Having shorter periods and all eight classes each day is more beneficial than having longer periods and only half of your classes each day. With longer classes, students tend to be less engaged and more exhausted, sitting down and typically learning about the same thing for almost an hour and a half. A lot of times, students will be tired and drained at first or last period classes because they either just woke up, or just went through the whole day. I think having only four periods makes students a lot less productive, and feeling more like the day drags on, which makes them a lot less likely to be engaged in a class, more looking at the time and calculating when the period is over.
During long weekends, students will sometimes have a 5-day period of time where they don’t have any classes on a certain day, which is inconvenient and more difficult for students to remember the lesson after not learning about it for almost a week. I think the issue is not being able to have a change of scenery or a change in lessons for over an hour.

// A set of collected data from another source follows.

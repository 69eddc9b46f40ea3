//! PriceTable reshape, filtering, text view, and CSV persistence.

mod common;

use pasar_sdk::{PasarError, PriceEntry, PriceTable, VariantPrices};

// ---------------------------------------------------------------------------
// from_variants
// ---------------------------------------------------------------------------

#[test]
fn empty_input_yields_table_without_columns() {
    let table = PriceTable::from_variants(&[]);
    assert!(table.is_empty());
    assert!(table.columns().is_empty());
    assert!(table.dates().is_empty());
}

#[test]
fn rows_and_columns_match_variants_and_distinct_dates() {
    let table = PriceTable::from_variants(&common::sample_variants());
    assert_eq!(table.len(), 2);
    assert_eq!(
        table.columns(),
        vec!["Var ID", "Variant Name", "2024-03-04", "2024-03-05", "2024-03-06"]
    );
}

#[test]
fn date_columns_sorted_ascending() {
    let table = PriceTable::from_variants(&common::sample_variants());
    let mut sorted = table.dates().to_vec();
    sorted.sort();
    assert_eq!(table.dates(), sorted.as_slice());
}

#[test]
fn missing_price_defaults_to_zero() {
    let table = PriceTable::from_variants(&common::sample_variants());
    let cabe = &table.rows()[1];
    assert_eq!(cabe.variant_name, "Cabe Merah");
    assert_eq!(table.price(cabe, "2024-03-05"), Some(0));
    assert_eq!(cabe.prices, vec![45000, 0, 40000]);
}

#[test]
fn row_order_follows_input_order() {
    let mut items = common::sample_variants();
    items.reverse();
    let table = PriceTable::from_variants(&items);
    assert_eq!(table.rows()[0].variant_id, Some(9));
    assert_eq!(table.rows()[1].variant_id, Some(52));
}

#[test]
fn later_duplicate_date_wins() {
    let items = vec![VariantPrices {
        variant_id: Some(1),
        variant: "Gula Pasir".into(),
        daftar_harga: vec![
            PriceEntry::new("2024-03-04", 100),
            PriceEntry::new("2024-03-04", 150),
        ],
    }];
    let table = PriceTable::from_variants(&items);
    assert_eq!(table.dates(), ["2024-03-04".to_string()]);
    assert_eq!(table.rows()[0].prices, vec![150]);
}

#[test]
fn entries_without_date_are_skipped() {
    let items = vec![VariantPrices {
        variant_id: Some(1),
        variant: "Gula Pasir".into(),
        daftar_harga: vec![PriceEntry { date: None, harga: 10 }],
    }];
    let table = PriceTable::from_variants(&items);
    assert_eq!(table.len(), 1);
    assert_eq!(table.columns(), vec!["Var ID", "Variant Name"]);
}

#[test]
fn price_of_unknown_date_is_none() {
    let table = PriceTable::from_variants(&common::sample_variants());
    assert_eq!(table.price(&table.rows()[0], "2024-03-09"), None);
    assert!(!table.has_date("2024-03-09"));
    assert!(table.has_column("Variant Name"));
}

// ---------------------------------------------------------------------------
// filter_names / variant_names
// ---------------------------------------------------------------------------

#[test]
fn filter_names_keeps_selected_rows_and_all_dates() {
    let table = PriceTable::from_variants(&common::sample_variants());
    let filtered = table.filter_names(&["Cabe Merah"]);
    assert_eq!(filtered.len(), 1);
    assert_eq!(filtered.rows()[0].variant_id, Some(9));
    assert_eq!(filtered.dates(), table.dates());
}

#[test]
fn filter_names_with_empty_selection_is_empty() {
    let table = PriceTable::from_variants(&common::sample_variants());
    let none: [&str; 0] = [];
    let filtered = table.filter_names(&none);
    assert!(filtered.is_empty());
    assert!(filtered.columns().is_empty());
}

#[test]
fn variant_names_are_unique_in_row_order() {
    let mut items = common::sample_variants();
    items.push(items[0].clone());
    let table = PriceTable::from_variants(&items);
    assert_eq!(table.variant_names(), vec!["Beras Medium", "Cabe Merah"]);
}

// ---------------------------------------------------------------------------
// to_text
// ---------------------------------------------------------------------------

#[test]
fn to_text_renders_selected_columns() {
    let table = PriceTable::from_variants(&common::sample_variants());
    let text = table
        .to_text(&["Variant Name", "2024-03-04", "2024-03-06"])
        .unwrap();
    let lines: Vec<&str> = text.lines().collect();
    assert_eq!(lines.len(), 3);
    assert!(lines[0].starts_with("Variant Name"));
    assert!(lines[1].starts_with("Beras Medium"));
    assert!(lines[1].ends_with("1200"));
    assert!(lines[2].ends_with("40000"));
}

#[test]
fn to_text_rejects_unknown_column() {
    let table = PriceTable::from_variants(&common::sample_variants());
    let err = table.to_text(&["Variant Name", "1999-01-01"]).unwrap_err();
    assert!(matches!(err, PasarError::MissingColumn(c) if c == "1999-01-01"));
}

// ---------------------------------------------------------------------------
// CSV
// ---------------------------------------------------------------------------

#[test]
fn csv_has_header_row_and_one_line_per_row() {
    let tmp = tempfile::tempdir().unwrap();
    let path = tmp.path().join("prices.csv");
    let table = PriceTable::from_variants(&common::sample_variants());
    table.write_csv(&path).unwrap();

    let text = std::fs::read_to_string(&path).unwrap();
    let lines: Vec<&str> = text.lines().collect();
    assert_eq!(
        lines[0],
        "Var ID,Variant Name,2024-03-04,2024-03-05,2024-03-06"
    );
    assert_eq!(lines[1], "52,Beras Medium,1000,1100,1200");
    assert_eq!(lines[2], "9,Cabe Merah,45000,0,40000");

    assert_eq!(PriceTable::read_csv(&path).unwrap(), table);
}

#[test]
fn unknown_variant_id_is_written_as_empty_cell() {
    let tmp = tempfile::tempdir().unwrap();
    let path = tmp.path().join("prices.csv");
    let items = vec![VariantPrices {
        variant_id: None,
        variant: "Daging Sapi".into(),
        daftar_harga: vec![PriceEntry::new("2024-03-04", 130000)],
    }];
    let table = PriceTable::from_variants(&items);
    table.write_csv(&path).unwrap();

    let text = std::fs::read_to_string(&path).unwrap();
    assert_eq!(text.lines().nth(1), Some(",Daging Sapi,130000"));
    assert_eq!(PriceTable::read_csv(&path).unwrap().rows()[0].variant_id, None);
}

#[test]
fn read_csv_coerces_malformed_prices_to_zero() {
    let tmp = tempfile::tempdir().unwrap();
    let path = tmp.path().join("prices.csv");
    std::fs::write(
        &path,
        "Var ID,Variant Name,2024-03-04\n52,Beras Medium,n/a\n",
    )
    .unwrap();
    let table = PriceTable::read_csv(&path).unwrap();
    assert_eq!(table.rows()[0].prices, vec![0]);
}

#[test]
fn read_csv_rejects_foreign_header() {
    let tmp = tempfile::tempdir().unwrap();
    let path = tmp.path().join("other.csv");
    std::fs::write(&path, "id,name\n1,x\n").unwrap();
    assert!(matches!(
        PriceTable::read_csv(&path),
        Err(PasarError::InvalidArgument(_))
    ));
}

I believe teenagers and high school students are, if at all, the most burnt out- out of all the years in school, and by making classes that long makes it a lot more difficult to get through the day, and stay focused in class.
By having shorter periods, students will overall be more engaged and productive, retaining more information, because within every hour is something new and different, rather than the same topic or subject. With that being said, if the schedule was in a rotation, the classes students have first or last could be in the middle of the day sometimes, making their learning more productive, and students more engaged, since it’s not 7 AM or 2 PM.